Data extract:

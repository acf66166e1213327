// Copyright 2026 the touchgl Authors
// SPDX-License-Identifier: Apache-2.0 OR MIT

//! Handles to context-owned resources.
//!
//! The graphics context allocates and frees these; the host only binds them.
//! Ids are passed through without interpretation.

use core::fmt;

use crate::context::BlendFactor;

/// A framebuffer object name. `0` is the window's default framebuffer.
#[derive(Clone, Copy, PartialEq, Eq, PartialOrd, Ord, Hash, Default)]
pub struct FramebufferId(pub u32);

impl FramebufferId {
    /// The default (on-screen) framebuffer.
    pub const DEFAULT: Self = Self(0);
}

impl fmt::Debug for FramebufferId {
    fn fmt(&self, f: &mut fmt::Formatter<'_>) -> fmt::Result {
        write!(f, "FramebufferId({})", self.0)
    }
}

/// A vertex array plus the draw call that renders it.
#[derive(Clone, Copy, PartialEq, Eq, PartialOrd, Ord, Hash)]
pub struct MeshHandle(pub u32);

impl fmt::Debug for MeshHandle {
    fn fmt(&self, f: &mut fmt::Formatter<'_>) -> fmt::Result {
        write!(f, "MeshHandle({})", self.0)
    }
}

/// A linked shader program name.
#[derive(Clone, Copy, PartialEq, Eq, PartialOrd, Ord, Hash)]
pub struct ShaderHandle(pub u32);

impl fmt::Debug for ShaderHandle {
    fn fmt(&self, f: &mut fmt::Formatter<'_>) -> fmt::Result {
        write!(f, "ShaderHandle({})", self.0)
    }
}

/// An offscreen render target and its size in pixels.
#[derive(Clone, Copy, Debug, PartialEq, Eq, Hash)]
pub struct Framebuffer {
    /// Framebuffer object name.
    pub id: FramebufferId,
    /// Width of the attachments.
    pub width: u32,
    /// Height of the attachments.
    pub height: u32,
}

impl Framebuffer {
    /// Wraps an existing framebuffer object.
    #[must_use]
    pub const fn new(id: u32, width: u32, height: u32) -> Self {
        Self {
            id: FramebufferId(id),
            width,
            height,
        }
    }
}

/// Separate RGB and alpha blend factors.
#[derive(Clone, Copy, Debug, PartialEq, Eq, Hash)]
pub struct BlendState {
    /// Source RGB factor.
    pub src_rgb: BlendFactor,
    /// Destination RGB factor.
    pub dst_rgb: BlendFactor,
    /// Source alpha factor.
    pub src_alpha: BlendFactor,
    /// Destination alpha factor.
    pub dst_alpha: BlendFactor,
}

impl BlendState {
    /// Source replaces destination.
    pub const REPLACE: Self = Self::uniform(BlendFactor::One, BlendFactor::Zero);

    /// Uses the same factors for color and alpha.
    #[must_use]
    pub const fn uniform(src: BlendFactor, dst: BlendFactor) -> Self {
        Self {
            src_rgb: src,
            dst_rgb: dst,
            src_alpha: src,
            dst_alpha: dst,
        }
    }
}

impl Default for BlendState {
    fn default() -> Self {
        Self::REPLACE
    }
}

/// A shader program and the pipeline state applied with it on every draw.
#[derive(Clone, Copy, Debug, PartialEq, Eq, Hash)]
pub struct Shader {
    /// Program name.
    pub handle: ShaderHandle,
    /// Blend factors.
    pub blend: BlendState,
    /// Whether fragments are depth tested.
    pub depth_test: bool,
    /// Whether fragments write depth.
    pub depth_write: bool,
}

impl Shader {
    /// Wraps a program with replace blending and depth test and write on.
    #[must_use]
    pub const fn new(handle: u32) -> Self {
        Self {
            handle: ShaderHandle(handle),
            blend: BlendState::REPLACE,
            depth_test: true,
            depth_write: true,
        }
    }

    /// Sets the same blend factors for color and alpha.
    #[must_use]
    pub const fn with_blend(mut self, src: BlendFactor, dst: BlendFactor) -> Self {
        self.blend = BlendState::uniform(src, dst);
        self
    }

    /// Sets separate color and alpha blend factors.
    #[must_use]
    pub const fn with_blend_state(mut self, blend: BlendState) -> Self {
        self.blend = blend;
        self
    }

    /// Enables or disables depth testing.
    #[must_use]
    pub const fn with_depth_test(mut self, enabled: bool) -> Self {
        self.depth_test = enabled;
        self
    }

    /// Enables or disables depth writes.
    #[must_use]
    pub const fn with_depth_write(mut self, enabled: bool) -> Self {
        self.depth_write = enabled;
        self
    }
}

#[cfg(test)]
mod tests {
    use super::*;

    #[test]
    fn shader_defaults() {
        let s = Shader::new(3);
        assert_eq!(s.handle, ShaderHandle(3));
        assert_eq!(s.blend, BlendState::REPLACE);
        assert!(s.depth_test);
        assert!(s.depth_write);
    }

    #[test]
    fn shader_builder() {
        let s = Shader::new(1)
            .with_blend(BlendFactor::One, BlendFactor::OneMinusSrcAlpha)
            .with_depth_write(false);
        assert_eq!(s.blend.src_alpha, BlendFactor::One);
        assert_eq!(s.blend.dst_rgb, BlendFactor::OneMinusSrcAlpha);
        assert!(s.depth_test);
        assert!(!s.depth_write);
    }

    #[test]
    fn debug_formats() {
        assert_eq!(alloc::format!("{:?}", FramebufferId::DEFAULT), "FramebufferId(0)");
        assert_eq!(alloc::format!("{:?}", MeshHandle(7)), "MeshHandle(7)");
    }
}
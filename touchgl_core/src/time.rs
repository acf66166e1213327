// Copyright 2026 the touchgl Authors
// SPDX-License-Identifier: Apache-2.0 OR MIT

//! Monotonic event time.
//!
//! [`EventTime`] is a point on the platform's monotonic clock in nanoseconds,
//! the unit Android uses for `MotionEvent` timestamps. [`EventDuration`] is a
//! span in the same unit.

use core::fmt;

const NANOS_PER_MILLI: u64 = 1_000_000;

/// A point in time in monotonic nanoseconds.
#[derive(Clone, Copy, PartialEq, Eq, PartialOrd, Ord, Hash, Default)]
pub struct EventTime(pub u64);

impl EventTime {
    /// Creates an event time from a millisecond timestamp.
    #[inline]
    #[must_use]
    pub const fn from_millis(millis: u64) -> Self {
        Self(millis.saturating_mul(NANOS_PER_MILLI))
    }

    /// Returns the raw nanosecond value.
    #[inline]
    #[must_use]
    pub const fn nanos(self) -> u64 {
        self.0
    }

    /// Returns the duration between `self` and an earlier time, or zero if
    /// `earlier` is after `self`.
    #[inline]
    #[must_use]
    pub const fn saturating_duration_since(self, earlier: Self) -> EventDuration {
        EventDuration(self.0.saturating_sub(earlier.0))
    }

    /// Signed offset of `self` from `reference`, in fractional milliseconds.
    ///
    /// Negative when `self` is earlier than `reference`.
    #[inline]
    #[must_use]
    pub fn millis_since(self, reference: Self) -> f64 {
        if self >= reference {
            self.saturating_duration_since(reference).as_millis_f64()
        } else {
            -reference.saturating_duration_since(self).as_millis_f64()
        }
    }
}

impl fmt::Debug for EventTime {
    fn fmt(&self, f: &mut fmt::Formatter<'_>) -> fmt::Result {
        write!(f, "EventTime({})", self.0)
    }
}

/// A duration in nanoseconds.
#[derive(Clone, Copy, PartialEq, Eq, PartialOrd, Ord, Hash, Default)]
pub struct EventDuration(pub u64);

impl EventDuration {
    /// Creates a duration from whole milliseconds.
    #[inline]
    #[must_use]
    pub const fn from_millis(millis: u64) -> Self {
        Self(millis.saturating_mul(NANOS_PER_MILLI))
    }

    /// Returns the duration in fractional milliseconds.
    #[inline]
    #[must_use]
    pub fn as_millis_f64(self) -> f64 {
        self.0 as f64 / NANOS_PER_MILLI as f64
    }
}

impl fmt::Debug for EventDuration {
    fn fmt(&self, f: &mut fmt::Formatter<'_>) -> fmt::Result {
        write!(f, "EventDuration({})", self.0)
    }
}

#[cfg(test)]
mod tests {
    use super::*;

    #[test]
    fn millis_conversion() {
        assert_eq!(EventTime::from_millis(16).nanos(), 16_000_000);
        assert_eq!(EventDuration::from_millis(3).as_millis_f64(), 3.0);
        assert_eq!(EventDuration(1_500_000).as_millis_f64(), 1.5);
    }

    #[test]
    fn signed_millis_offset() {
        let a = EventTime::from_millis(10);
        let b = EventTime::from_millis(14);
        assert_eq!(b.millis_since(a), 4.0);
        assert_eq!(a.millis_since(b), -4.0);
        assert_eq!(a.millis_since(a), 0.0);
    }

    #[test]
    fn duration_since_saturates() {
        let t = EventTime(1000);
        assert_eq!(t.saturating_duration_since(EventTime(400)), EventDuration(600));
        assert_eq!(t.saturating_duration_since(EventTime(1500)), EventDuration(0));
    }
}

The problem: In the entries above, find each line that has the word "factors". Copy it.

Reply to the task:
/// Separate RGB and alpha blend factors.
    /// Uses the same factors for color and alpha.
    /// Blend factors.
    /// Sets the same blend factors for color and alpha.
    /// Sets separate color and alpha blend factors.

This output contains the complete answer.